To do: Within the material below, count every line with the string "Modifier". Give no more than the number.

═════ Given records ═════

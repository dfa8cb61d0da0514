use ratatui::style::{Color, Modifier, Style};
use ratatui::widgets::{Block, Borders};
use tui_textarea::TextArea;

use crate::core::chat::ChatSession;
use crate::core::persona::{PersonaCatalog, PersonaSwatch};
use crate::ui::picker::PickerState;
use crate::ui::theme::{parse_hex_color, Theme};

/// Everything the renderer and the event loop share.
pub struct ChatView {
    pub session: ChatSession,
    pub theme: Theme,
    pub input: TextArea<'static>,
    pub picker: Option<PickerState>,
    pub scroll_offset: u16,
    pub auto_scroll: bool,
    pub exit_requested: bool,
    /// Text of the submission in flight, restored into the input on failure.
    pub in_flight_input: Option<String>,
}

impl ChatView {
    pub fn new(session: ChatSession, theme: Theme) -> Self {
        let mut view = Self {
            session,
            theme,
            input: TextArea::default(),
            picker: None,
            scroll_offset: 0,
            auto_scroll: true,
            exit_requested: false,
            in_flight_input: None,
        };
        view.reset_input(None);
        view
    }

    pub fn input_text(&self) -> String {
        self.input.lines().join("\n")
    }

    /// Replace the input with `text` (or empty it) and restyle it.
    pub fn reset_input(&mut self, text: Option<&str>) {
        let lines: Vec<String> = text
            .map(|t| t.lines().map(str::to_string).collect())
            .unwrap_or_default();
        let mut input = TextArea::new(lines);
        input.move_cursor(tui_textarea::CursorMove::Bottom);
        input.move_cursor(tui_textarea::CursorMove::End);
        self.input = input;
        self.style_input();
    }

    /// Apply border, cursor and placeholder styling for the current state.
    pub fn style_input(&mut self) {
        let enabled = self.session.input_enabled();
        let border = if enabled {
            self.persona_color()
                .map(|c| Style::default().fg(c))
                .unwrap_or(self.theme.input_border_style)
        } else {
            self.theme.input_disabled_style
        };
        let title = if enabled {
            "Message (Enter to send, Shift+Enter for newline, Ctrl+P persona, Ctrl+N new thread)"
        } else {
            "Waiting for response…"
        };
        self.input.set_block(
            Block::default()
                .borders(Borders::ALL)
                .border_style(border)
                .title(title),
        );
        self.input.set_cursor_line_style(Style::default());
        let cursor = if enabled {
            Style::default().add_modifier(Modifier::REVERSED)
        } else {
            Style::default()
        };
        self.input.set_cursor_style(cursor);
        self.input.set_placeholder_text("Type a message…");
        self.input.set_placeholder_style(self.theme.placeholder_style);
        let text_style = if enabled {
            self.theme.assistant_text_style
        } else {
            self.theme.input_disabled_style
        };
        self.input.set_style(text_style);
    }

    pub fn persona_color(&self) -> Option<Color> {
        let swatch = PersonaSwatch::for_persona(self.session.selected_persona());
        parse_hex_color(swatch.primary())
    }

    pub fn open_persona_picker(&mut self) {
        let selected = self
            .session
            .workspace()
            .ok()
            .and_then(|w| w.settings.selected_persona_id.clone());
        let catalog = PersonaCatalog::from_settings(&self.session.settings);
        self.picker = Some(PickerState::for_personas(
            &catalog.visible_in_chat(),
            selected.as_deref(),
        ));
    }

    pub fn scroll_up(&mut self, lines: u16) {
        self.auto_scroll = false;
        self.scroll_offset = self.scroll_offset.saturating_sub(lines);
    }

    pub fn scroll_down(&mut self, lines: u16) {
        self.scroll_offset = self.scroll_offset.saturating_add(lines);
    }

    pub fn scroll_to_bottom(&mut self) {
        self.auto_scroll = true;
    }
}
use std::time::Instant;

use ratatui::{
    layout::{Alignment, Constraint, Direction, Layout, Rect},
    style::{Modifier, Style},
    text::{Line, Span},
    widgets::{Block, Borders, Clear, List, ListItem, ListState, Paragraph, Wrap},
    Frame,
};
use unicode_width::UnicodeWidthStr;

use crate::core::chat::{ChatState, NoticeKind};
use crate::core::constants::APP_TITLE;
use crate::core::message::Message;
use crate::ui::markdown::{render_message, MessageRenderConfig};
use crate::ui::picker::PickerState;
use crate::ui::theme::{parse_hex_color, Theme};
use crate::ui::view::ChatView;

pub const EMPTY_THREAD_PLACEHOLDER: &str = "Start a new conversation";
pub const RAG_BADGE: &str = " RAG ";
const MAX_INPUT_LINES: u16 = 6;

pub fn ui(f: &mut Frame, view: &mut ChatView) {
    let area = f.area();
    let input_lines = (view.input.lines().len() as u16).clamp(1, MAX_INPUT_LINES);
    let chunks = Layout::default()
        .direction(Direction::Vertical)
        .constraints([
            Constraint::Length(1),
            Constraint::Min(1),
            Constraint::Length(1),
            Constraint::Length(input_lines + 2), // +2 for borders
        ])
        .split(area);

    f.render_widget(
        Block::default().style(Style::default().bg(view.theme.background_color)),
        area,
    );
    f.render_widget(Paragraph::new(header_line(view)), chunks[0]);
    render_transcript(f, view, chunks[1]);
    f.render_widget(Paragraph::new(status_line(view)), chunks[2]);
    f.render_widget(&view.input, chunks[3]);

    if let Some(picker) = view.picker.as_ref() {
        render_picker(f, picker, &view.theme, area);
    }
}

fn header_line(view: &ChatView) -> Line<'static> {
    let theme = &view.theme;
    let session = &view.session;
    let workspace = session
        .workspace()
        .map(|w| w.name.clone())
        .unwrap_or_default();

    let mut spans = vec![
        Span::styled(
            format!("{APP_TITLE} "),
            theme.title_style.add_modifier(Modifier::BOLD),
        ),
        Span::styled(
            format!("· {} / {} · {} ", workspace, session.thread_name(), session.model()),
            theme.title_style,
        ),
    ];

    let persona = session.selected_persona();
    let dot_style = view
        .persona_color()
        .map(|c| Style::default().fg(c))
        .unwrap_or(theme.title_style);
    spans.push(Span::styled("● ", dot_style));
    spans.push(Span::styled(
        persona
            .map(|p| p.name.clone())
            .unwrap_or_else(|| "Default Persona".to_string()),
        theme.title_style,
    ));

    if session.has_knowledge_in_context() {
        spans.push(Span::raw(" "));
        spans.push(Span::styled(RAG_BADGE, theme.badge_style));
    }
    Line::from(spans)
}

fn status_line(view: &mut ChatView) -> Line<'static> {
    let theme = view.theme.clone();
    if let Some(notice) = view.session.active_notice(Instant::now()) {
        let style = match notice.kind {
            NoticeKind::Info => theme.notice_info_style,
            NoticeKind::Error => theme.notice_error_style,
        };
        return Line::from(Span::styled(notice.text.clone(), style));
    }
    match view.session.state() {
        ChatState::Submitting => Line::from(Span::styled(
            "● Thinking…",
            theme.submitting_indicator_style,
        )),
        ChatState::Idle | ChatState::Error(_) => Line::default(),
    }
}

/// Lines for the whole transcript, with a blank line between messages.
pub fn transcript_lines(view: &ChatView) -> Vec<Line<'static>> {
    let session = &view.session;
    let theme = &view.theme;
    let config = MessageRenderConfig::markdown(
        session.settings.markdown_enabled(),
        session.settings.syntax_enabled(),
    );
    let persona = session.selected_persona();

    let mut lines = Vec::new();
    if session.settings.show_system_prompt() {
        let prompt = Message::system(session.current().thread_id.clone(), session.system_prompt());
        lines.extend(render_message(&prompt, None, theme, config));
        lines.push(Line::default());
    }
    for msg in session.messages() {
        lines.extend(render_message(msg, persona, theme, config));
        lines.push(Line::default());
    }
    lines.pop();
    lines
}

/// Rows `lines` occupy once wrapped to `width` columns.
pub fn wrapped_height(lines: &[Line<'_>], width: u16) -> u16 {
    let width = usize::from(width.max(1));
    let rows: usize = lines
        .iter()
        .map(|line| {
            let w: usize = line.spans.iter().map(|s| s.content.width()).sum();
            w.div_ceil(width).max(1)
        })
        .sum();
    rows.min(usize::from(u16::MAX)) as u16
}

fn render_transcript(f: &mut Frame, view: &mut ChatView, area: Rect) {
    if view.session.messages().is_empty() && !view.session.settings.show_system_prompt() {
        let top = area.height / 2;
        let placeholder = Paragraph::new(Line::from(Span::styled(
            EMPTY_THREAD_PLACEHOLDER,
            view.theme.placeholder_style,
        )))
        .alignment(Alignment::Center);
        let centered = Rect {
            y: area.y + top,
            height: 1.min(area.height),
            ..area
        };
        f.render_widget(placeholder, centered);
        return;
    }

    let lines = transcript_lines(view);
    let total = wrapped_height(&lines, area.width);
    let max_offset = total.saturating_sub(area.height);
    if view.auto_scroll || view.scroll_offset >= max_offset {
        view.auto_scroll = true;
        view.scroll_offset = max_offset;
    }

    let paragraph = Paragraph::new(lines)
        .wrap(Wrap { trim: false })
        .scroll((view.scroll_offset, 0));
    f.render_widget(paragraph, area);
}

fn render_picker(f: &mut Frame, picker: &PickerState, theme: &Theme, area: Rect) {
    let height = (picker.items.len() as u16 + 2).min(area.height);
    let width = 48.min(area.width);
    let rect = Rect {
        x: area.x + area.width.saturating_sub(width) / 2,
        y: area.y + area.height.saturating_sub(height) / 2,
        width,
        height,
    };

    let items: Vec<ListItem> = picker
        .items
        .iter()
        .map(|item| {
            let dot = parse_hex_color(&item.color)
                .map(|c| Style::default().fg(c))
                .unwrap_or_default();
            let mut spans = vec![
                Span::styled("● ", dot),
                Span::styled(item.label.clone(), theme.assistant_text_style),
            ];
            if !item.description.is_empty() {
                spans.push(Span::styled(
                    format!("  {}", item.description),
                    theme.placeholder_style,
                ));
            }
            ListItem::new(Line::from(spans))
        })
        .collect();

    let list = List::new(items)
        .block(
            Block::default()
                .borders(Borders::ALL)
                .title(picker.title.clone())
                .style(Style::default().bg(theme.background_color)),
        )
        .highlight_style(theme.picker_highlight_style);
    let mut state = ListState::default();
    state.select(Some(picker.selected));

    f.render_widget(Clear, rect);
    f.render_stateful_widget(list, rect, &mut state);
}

═════

Result of the task: 4